● **REQUIRED WORK**:
Search the records below for the word "QueryAllScope". Pull out each line that has it.

● **MATERIAL SHOWN**:
== == ==

//! # Chain Sync Service
//!
//! The single owner of the local chain. Every path that reads the tip,
//! mutates the chain and gossips the result runs inside one mutex, whether
//! it was triggered by a local submission or by any peer message.
//!
//! ## Message Handling
//!
//! | Inbound          | Effect                                               |
//! |------------------|------------------------------------------------------|
//! | `QueryLatest`    | reply to sender with `[tip]`                         |
//! | `QueryAll`       | reply to sender with the whole chain                 |
//! | `ResponseChain`  | resolve; gossip new tip, or request the full chain   |
//!
//! ## Connection Lifecycle
//!
//! A new connection is registered and immediately sent `QueryLatest`, so a
//! node learns right away whether the peer is ahead. Closed connections are
//! deregistered.

mod error;

#[cfg(test)]
mod tests;

pub use error::SyncError;

use parking_lot::Mutex;
use std::sync::Arc;
use tracing::{debug, info, warn};

use crate::domain::{append_if_valid, genesis_block, resolve, Block, Resolution};
use crate::messages::SyncMessage;
use crate::ports::inbound::ChainSyncApi;
use crate::ports::outbound::{PeerLink, SystemTimeSource, TimeSource};
use crate::registry::{ConnectionId, ConnectionRegistry};

/// Who receives the `QueryAll` issued when only a non-linking tip is known.
#[derive(Clone, Copy, Debug, Default, PartialEq, Eq)]
pub enum QueryAllScope {
    /// Every open connection.
    #[default]
    Broadcast,
    /// Only the connection that reported the tip.
    Origin,
}

/// Service configuration.
#[derive(Clone, Debug, Default)]
pub struct SyncConfig {
    pub query_all_scope: QueryAllScope,
}

/// Synchronization service.
///
/// Thread-safe; share it across tasks behind an `Arc`.
pub struct ChainSyncService<T: TimeSource = SystemTimeSource> {
    config: SyncConfig,
    chain: Mutex<Vec<Block>>,
    registry: ConnectionRegistry,
    clock: T,
}

impl ChainSyncService<SystemTimeSource> {
    /// Service starting from the genesis block, stamped by the system clock.
    pub fn new(config: SyncConfig) -> Self {
        Self::with_clock(config, SystemTimeSource)
    }
}

impl<T: TimeSource> ChainSyncService<T> {
    pub fn with_clock(config: SyncConfig, clock: T) -> Self {
        Self {
            config,
            chain: Mutex::new(vec![genesis_block()]),
            registry: ConnectionRegistry::new(),
            clock,
        }
    }

    /// Number of blocks in the local chain.
    pub fn height(&self) -> usize {
        self.chain.lock().len()
    }

    fn reply(&self, origin: ConnectionId, message: SyncMessage) {
        if let Err(e) = self.registry.send_to(origin, &message) {
            warn!(
                connection_id = %origin,
                message = message.kind(),
                error = %e,
                "Failed to reply to peer"
            );
        }
    }

    fn handle_chain_response(&self, origin: ConnectionId, received: Vec<Block>) {
        let mut chain = self.chain.lock();
        let resolution = resolve(&mut chain, received);
        debug!(connection_id = %origin, ?resolution, "Resolved chain response");

        match resolution {
            Resolution::Extended | Resolution::Replaced => {
                if let Some(tip) = chain.last() {
                    self.registry.broadcast(&SyncMessage::latest(tip));
                }
            }
            Resolution::RequestFull => match self.config.query_all_scope {
                QueryAllScope::Broadcast => {
                    self.registry.broadcast(&SyncMessage::QueryAll);
                }
                QueryAllScope::Origin => self.reply(origin, SyncMessage::QueryAll),
            },
            Resolution::Rejected | Resolution::Ignored => {}
        }
    }
}

impl<T: TimeSource> ChainSyncApi for ChainSyncService<T> {
    fn submit_block(&self, data: String) -> Result<Block, SyncError> {
        let mut chain = self.chain.lock();
        let tip = chain.last().cloned().unwrap_or_else(genesis_block);
        let block = Block::next(&tip, data, self.clock.now());

        append_if_valid(&mut chain, block.clone()).map_err(|e| {
            warn!(error = %e, "Local block submission rejected");
            SyncError::SubmissionRejected(e)
        })?;

        info!(index = block.index, hash = block.short_hash(), "Block added");
        self.registry.broadcast(&SyncMessage::latest(&block));
        Ok(block)
    }

    fn blocks(&self) -> Vec<Block> {
        self.chain.lock().clone()
    }

    fn latest_block(&self) -> Block {
        self.chain.lock().last().cloned().unwrap_or_else(genesis_block)
    }

    fn peers(&self) -> Vec<String> {
        self.registry.peers()
    }

    fn request_latest_from_all(&self) -> usize {
        self.registry.broadcast(&SyncMessage::QueryLatest)
    }

    fn on_connected(&self, link: Arc<dyn PeerLink>) -> ConnectionId {
        let remote = link.remote_addr();
        let id = self.registry.register(link);
        info!(connection_id = %id, %remote, "Peer connected");

        if let Err(e) = self.registry.send_to(id, &SyncMessage::QueryLatest) {
            warn!(connection_id = %id, error = %e, "Handshake query failed, dropping peer");
            self.registry.deregister(id);
        }
        id
    }

    fn on_disconnected(&self, id: ConnectionId) {
        if self.registry.deregister(id) {
            info!(connection_id = %id, "Peer disconnected");
        }
    }

    fn handle_message(&self, origin: ConnectionId, message: SyncMessage) {
        debug!(connection_id = %origin, message = message.kind(), "Received message");
        match message {
            SyncMessage::QueryLatest => {
                let tip = self.latest_block();
                self.reply(origin, SyncMessage::latest(&tip));
            }
            SyncMessage::QueryAll => {
                let chain = self.blocks();
                self.reply(origin, SyncMessage::ResponseChain(chain));
            }
            SyncMessage::ResponseChain(blocks) => self.handle_chain_response(origin, blocks),
        }
    }

    fn handle_frame(&self, origin: ConnectionId, frame: &str) {
        match SyncMessage::decode(frame) {
            Ok(message) => self.handle_message(origin, message),
            Err(e) => warn!(connection_id = %origin, error = %e, "Dropping undecodable frame"),
        }
    }
}
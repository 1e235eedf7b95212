//! # Ledger Node
//!
//! Entry point: load configuration, start the node, wait for Ctrl+C.

use anyhow::Result;
use ledger_node::{NodeConfig, NodeRuntime};
use tracing::info;
use tracing_subscriber::{EnvFilter, FmtSubscriber};

#[tokio::main]
async fn main() -> Result<()> {
    // Initialize logging
    let subscriber = FmtSubscriber::builder()
        .with_env_filter(EnvFilter::try_from_default_env().unwrap_or_else(|_| EnvFilter::new("info")))
        .with_target(true)
        .with_thread_ids(true)
        .finish();
    tracing::subscriber::set_global_default(subscriber)?;

    let config = NodeConfig::from_env();

    let runtime = NodeRuntime::new(config);
    let addrs = runtime.start().await?;
    info!(http = %addrs.http, p2p = %addrs.p2p, "Node is running. Press Ctrl+C to stop.");

    tokio::signal::ctrl_c().await?;
    runtime.shutdown();

    Ok(())
}
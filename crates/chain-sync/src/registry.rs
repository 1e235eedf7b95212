//! # Connection Registry
//!
//! The set of currently open peer connections, used for targeted replies
//! and broadcast. Broadcast order is irrelevant.

use parking_lot::RwLock;
use std::collections::HashMap;
use std::fmt;
use std::sync::Arc;
use tracing::{debug, warn};
use uuid::Uuid;

use crate::messages::SyncMessage;
use crate::ports::outbound::PeerLink;
use crate::service::SyncError;

/// Registry key for one open connection.
#[derive(Debug, Clone, Copy, PartialEq, Eq, Hash)]
pub struct ConnectionId(Uuid);

impl ConnectionId {
    /// Generate a new random connection ID
    pub fn new() -> Self {
        Self(Uuid::new_v4())
    }
}

impl Default for ConnectionId {
    fn default() -> Self {
        Self::new()
    }
}

impl fmt::Display for ConnectionId {
    fn fmt(&self, f: &mut fmt::Formatter<'_>) -> fmt::Result {
        write!(f, "{}", self.0)
    }
}

/// Active peer connections.
#[derive(Default)]
pub struct ConnectionRegistry {
    links: RwLock<HashMap<ConnectionId, Arc<dyn PeerLink>>>,
}

impl ConnectionRegistry {
    pub fn new() -> Self {
        Self::default()
    }

    /// Add a connection to the active set.
    pub fn register(&self, link: Arc<dyn PeerLink>) -> ConnectionId {
        let id = ConnectionId::new();
        debug!(connection_id = %id, remote = %link.remote_addr(), "Registered connection");
        self.links.write().insert(id, link);
        id
    }

    /// Remove a connection. Returns false if it was not registered.
    pub fn deregister(&self, id: ConnectionId) -> bool {
        let removed = self.links.write().remove(&id).is_some();
        if removed {
            debug!(connection_id = %id, "Deregistered connection");
        }
        removed
    }

    /// Send to a single connection.
    pub fn send_to(&self, id: ConnectionId, message: &SyncMessage) -> Result<(), SyncError> {
        let link = self
            .links
            .read()
            .get(&id)
            .cloned()
            .ok_or(SyncError::UnknownConnection(id))?;
        link.send(message)
    }

    /// Send to every connection independently.
    ///
    /// Returns the number of connections the message was handed to.
    pub fn broadcast(&self, message: &SyncMessage) -> usize {
        let links: Vec<(ConnectionId, Arc<dyn PeerLink>)> = self
            .links
            .read()
            .iter()
            .map(|(id, link)| (*id, Arc::clone(link)))
            .collect();

        let mut reached = 0;
        for (id, link) in links {
            match link.send(message) {
                Ok(()) => reached += 1,
                Err(e) => warn!(
                    connection_id = %id,
                    message = message.kind(),
                    error = %e,
                    "Broadcast to peer failed"
                ),
            }
        }
        debug!(message = message.kind(), reached, "Broadcast complete");
        reached
    }

    /// Remote addresses of all registered connections.
    pub fn peers(&self) -> Vec<String> {
        self.links
            .read()
            .values()
            .map(|link| link.remote_addr())
            .collect()
    }

    pub fn len(&self) -> usize {
        self.links.read().len()
    }

    pub fn is_empty(&self) -> bool {
        self.links.read().is_empty()
    }
}
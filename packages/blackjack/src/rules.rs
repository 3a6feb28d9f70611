use serde::{Deserialize, Serialize};

/// Table configuration for a game session
#[derive(Debug, Clone, PartialEq, Eq, Serialize, Deserialize)]
pub struct TableRules {
    /// Seats available to human players
    pub max_players: usize,

    /// Name shown for the dealer's hand
    pub house_name: String,

    /// Repopulate and reshuffle before a round when fewer cards remain.
    /// `None` plays the whole session out of a single deck.
    pub reshuffle_below: Option<usize>,
}

impl TableRules {
    pub const MIN_PLAYERS: usize = 1;
    pub const MAX_PLAYERS: usize = 7;

    /// Reshuffle whenever the deck may not cover a full round for every seat
    pub fn with_reshuffle_below(mut self, cards: usize) -> Self {
        self.reshuffle_below = Some(cards);
        self
    }

    pub fn needs_reshuffle(&self, remaining: usize) -> bool {
        matches!(self.reshuffle_below, Some(threshold) if remaining < threshold)
    }
}

impl Default for TableRules {
    fn default() -> Self {
        Self {
            max_players: Self::MAX_PLAYERS,
            house_name: "House".to_string(),
            reshuffle_below: None,
        }
    }
}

== == ==

● **RESPONSE BELOW**:
pub enum QueryAllScope {
    pub query_all_scope: QueryAllScope,
                QueryAllScope::Broadcast => {
                QueryAllScope::Origin => self.reply(origin, SyncMessage::QueryAll),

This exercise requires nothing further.